» Your task: Those lines of the following listing which contain the string "asphalt" should be returned.

--- Input for this task Enclosed Below ---

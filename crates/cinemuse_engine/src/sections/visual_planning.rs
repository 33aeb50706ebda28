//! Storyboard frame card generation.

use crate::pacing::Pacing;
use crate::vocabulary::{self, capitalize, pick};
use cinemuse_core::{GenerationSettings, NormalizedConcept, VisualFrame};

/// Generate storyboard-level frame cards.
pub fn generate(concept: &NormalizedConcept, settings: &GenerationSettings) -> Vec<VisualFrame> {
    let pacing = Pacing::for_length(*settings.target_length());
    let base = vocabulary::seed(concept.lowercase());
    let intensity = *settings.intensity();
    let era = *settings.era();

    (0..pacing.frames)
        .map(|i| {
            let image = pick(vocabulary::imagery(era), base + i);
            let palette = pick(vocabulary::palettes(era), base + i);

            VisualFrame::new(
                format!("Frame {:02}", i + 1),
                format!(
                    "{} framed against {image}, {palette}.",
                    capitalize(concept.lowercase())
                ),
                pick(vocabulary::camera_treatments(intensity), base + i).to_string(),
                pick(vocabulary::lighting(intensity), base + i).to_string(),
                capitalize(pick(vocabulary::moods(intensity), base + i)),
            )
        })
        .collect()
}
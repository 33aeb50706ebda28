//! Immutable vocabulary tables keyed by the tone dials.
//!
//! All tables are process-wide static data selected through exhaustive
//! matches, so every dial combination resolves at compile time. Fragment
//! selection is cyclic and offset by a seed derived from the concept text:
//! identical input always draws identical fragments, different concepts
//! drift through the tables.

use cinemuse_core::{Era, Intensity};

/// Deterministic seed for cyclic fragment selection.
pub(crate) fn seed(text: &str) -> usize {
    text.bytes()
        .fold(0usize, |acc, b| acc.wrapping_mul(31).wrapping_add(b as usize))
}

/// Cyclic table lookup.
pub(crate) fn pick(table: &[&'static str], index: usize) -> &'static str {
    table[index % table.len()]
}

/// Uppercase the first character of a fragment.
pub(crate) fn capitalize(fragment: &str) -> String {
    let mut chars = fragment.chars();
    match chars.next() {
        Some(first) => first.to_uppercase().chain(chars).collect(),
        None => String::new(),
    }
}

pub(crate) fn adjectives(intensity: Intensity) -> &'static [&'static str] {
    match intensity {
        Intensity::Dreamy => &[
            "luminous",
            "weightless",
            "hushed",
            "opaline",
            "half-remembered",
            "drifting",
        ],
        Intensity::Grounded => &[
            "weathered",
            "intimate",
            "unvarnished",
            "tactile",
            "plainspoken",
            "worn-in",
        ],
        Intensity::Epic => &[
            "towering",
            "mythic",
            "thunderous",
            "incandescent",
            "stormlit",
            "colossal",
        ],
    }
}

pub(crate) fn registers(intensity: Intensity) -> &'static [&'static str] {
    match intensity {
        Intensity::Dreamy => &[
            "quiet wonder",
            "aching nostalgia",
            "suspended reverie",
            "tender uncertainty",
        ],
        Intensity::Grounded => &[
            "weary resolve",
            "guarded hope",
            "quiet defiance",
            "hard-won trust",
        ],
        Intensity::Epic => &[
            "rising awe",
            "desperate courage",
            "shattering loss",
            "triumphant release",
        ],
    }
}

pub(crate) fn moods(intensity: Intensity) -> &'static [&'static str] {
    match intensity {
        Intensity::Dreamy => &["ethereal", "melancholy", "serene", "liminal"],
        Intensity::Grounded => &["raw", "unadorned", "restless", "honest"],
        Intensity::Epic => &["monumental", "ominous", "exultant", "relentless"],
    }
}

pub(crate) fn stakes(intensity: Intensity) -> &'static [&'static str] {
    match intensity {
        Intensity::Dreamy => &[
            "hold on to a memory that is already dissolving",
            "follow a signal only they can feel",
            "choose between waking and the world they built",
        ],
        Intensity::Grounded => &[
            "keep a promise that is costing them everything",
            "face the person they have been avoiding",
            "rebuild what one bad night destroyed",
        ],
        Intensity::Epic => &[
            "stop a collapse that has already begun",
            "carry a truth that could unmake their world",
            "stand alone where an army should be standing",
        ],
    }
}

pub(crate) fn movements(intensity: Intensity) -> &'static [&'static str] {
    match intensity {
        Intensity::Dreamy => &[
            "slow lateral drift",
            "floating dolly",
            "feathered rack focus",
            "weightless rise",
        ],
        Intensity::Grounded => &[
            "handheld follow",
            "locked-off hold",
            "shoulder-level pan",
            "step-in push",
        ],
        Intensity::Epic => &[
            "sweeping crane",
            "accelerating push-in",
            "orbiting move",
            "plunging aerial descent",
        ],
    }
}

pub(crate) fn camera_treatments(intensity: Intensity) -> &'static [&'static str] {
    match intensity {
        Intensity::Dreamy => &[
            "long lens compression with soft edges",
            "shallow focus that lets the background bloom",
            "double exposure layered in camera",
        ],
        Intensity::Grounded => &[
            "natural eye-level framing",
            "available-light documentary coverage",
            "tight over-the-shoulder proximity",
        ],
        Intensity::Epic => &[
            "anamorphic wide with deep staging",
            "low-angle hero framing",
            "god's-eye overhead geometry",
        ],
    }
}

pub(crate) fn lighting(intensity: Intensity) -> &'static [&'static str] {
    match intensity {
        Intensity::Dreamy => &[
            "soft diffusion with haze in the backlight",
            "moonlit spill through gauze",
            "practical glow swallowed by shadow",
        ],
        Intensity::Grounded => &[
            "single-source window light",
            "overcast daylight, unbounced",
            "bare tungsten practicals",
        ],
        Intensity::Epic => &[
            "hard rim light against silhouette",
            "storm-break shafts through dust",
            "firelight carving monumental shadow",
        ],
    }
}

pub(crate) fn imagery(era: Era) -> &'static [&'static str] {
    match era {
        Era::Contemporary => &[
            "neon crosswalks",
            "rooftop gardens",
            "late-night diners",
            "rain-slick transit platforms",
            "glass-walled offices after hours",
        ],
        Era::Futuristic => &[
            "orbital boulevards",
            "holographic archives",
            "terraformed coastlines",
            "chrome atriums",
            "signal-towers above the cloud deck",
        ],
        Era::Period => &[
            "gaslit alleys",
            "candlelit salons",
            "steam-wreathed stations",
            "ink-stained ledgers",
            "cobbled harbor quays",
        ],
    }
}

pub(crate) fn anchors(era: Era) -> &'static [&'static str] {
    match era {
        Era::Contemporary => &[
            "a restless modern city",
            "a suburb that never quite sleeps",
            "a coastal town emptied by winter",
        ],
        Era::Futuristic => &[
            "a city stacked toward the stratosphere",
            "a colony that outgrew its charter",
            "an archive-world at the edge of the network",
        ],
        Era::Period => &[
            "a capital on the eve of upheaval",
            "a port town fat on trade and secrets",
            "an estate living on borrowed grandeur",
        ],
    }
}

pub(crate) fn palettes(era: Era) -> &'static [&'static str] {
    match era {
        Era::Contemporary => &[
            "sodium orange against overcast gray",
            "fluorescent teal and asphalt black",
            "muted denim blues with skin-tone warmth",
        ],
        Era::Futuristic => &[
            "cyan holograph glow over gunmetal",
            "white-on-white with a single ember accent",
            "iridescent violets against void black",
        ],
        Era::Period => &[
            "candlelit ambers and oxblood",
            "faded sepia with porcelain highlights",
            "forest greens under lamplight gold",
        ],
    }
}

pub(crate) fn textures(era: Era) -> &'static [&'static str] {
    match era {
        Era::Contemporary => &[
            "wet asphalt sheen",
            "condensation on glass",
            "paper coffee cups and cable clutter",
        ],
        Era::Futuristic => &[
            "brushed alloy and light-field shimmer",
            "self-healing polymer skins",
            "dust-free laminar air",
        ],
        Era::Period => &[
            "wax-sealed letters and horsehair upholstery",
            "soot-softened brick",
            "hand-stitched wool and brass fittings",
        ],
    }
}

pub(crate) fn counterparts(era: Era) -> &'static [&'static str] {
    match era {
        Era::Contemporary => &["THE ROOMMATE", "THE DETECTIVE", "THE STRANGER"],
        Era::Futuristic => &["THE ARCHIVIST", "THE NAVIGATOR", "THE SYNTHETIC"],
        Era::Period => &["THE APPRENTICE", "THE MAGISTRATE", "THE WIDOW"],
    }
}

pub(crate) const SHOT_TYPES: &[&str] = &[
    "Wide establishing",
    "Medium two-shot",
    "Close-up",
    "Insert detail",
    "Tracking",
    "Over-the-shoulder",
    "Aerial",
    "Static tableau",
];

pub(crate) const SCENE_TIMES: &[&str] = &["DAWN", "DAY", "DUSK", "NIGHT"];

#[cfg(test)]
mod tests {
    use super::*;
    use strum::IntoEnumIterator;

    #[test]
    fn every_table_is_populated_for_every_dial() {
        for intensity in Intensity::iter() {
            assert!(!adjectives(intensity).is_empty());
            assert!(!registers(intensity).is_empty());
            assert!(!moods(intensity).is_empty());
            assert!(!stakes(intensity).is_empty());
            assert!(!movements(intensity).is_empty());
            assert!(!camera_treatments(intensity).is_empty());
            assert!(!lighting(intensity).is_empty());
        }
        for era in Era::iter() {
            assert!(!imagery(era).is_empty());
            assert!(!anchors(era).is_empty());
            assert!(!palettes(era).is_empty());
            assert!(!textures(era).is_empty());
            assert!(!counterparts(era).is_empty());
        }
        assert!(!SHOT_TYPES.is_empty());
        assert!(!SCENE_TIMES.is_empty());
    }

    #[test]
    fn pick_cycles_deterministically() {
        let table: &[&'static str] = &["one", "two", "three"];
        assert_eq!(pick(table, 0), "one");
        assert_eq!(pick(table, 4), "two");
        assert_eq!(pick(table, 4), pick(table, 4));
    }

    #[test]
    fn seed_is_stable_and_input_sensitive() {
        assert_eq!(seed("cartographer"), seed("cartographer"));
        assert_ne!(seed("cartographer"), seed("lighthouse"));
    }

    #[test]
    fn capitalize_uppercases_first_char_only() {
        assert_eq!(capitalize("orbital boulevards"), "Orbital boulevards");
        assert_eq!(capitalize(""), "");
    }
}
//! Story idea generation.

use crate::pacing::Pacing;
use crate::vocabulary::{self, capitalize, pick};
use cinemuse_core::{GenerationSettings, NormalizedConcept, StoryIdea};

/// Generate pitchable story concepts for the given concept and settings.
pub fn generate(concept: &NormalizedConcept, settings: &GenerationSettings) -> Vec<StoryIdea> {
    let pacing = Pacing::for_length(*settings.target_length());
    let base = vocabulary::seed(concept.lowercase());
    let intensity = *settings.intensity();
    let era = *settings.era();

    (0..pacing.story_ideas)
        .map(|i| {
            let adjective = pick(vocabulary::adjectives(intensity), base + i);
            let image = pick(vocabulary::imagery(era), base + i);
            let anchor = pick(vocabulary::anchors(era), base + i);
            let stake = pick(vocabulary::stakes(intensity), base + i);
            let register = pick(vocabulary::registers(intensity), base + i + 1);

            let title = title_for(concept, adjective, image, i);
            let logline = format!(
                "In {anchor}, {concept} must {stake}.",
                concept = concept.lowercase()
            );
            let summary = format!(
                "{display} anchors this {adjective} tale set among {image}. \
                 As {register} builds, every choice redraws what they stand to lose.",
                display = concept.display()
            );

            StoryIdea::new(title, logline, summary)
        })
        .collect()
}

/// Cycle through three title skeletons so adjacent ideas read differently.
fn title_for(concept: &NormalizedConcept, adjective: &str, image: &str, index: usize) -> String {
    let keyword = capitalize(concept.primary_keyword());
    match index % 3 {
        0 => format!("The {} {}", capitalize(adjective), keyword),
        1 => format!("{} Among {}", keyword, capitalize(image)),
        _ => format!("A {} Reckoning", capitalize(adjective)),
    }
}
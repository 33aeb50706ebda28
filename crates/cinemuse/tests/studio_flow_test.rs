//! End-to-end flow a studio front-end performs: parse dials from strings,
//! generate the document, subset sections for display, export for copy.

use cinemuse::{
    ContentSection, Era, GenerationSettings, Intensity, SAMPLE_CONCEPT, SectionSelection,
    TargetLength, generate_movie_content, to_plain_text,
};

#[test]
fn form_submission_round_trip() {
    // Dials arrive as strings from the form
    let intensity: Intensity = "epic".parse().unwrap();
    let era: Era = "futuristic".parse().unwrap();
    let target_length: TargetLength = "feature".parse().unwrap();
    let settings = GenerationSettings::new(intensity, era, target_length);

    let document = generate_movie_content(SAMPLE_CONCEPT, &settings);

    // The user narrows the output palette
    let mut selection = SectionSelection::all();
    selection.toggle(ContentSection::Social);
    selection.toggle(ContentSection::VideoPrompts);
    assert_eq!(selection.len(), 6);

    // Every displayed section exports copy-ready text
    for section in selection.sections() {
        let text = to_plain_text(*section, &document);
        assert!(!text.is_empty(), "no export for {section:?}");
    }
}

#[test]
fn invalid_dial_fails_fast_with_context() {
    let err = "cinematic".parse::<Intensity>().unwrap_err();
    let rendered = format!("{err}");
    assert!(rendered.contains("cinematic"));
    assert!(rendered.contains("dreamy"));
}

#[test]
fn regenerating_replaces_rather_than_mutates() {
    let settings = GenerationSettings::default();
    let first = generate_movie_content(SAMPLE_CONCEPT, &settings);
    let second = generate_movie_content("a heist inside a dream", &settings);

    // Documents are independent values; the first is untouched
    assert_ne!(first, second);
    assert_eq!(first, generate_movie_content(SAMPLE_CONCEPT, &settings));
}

--- End of Enclosed Input for this task ---

» Solution to this exercise:
            "fluorescent teal and asphalt black",
            "wet asphalt sheen",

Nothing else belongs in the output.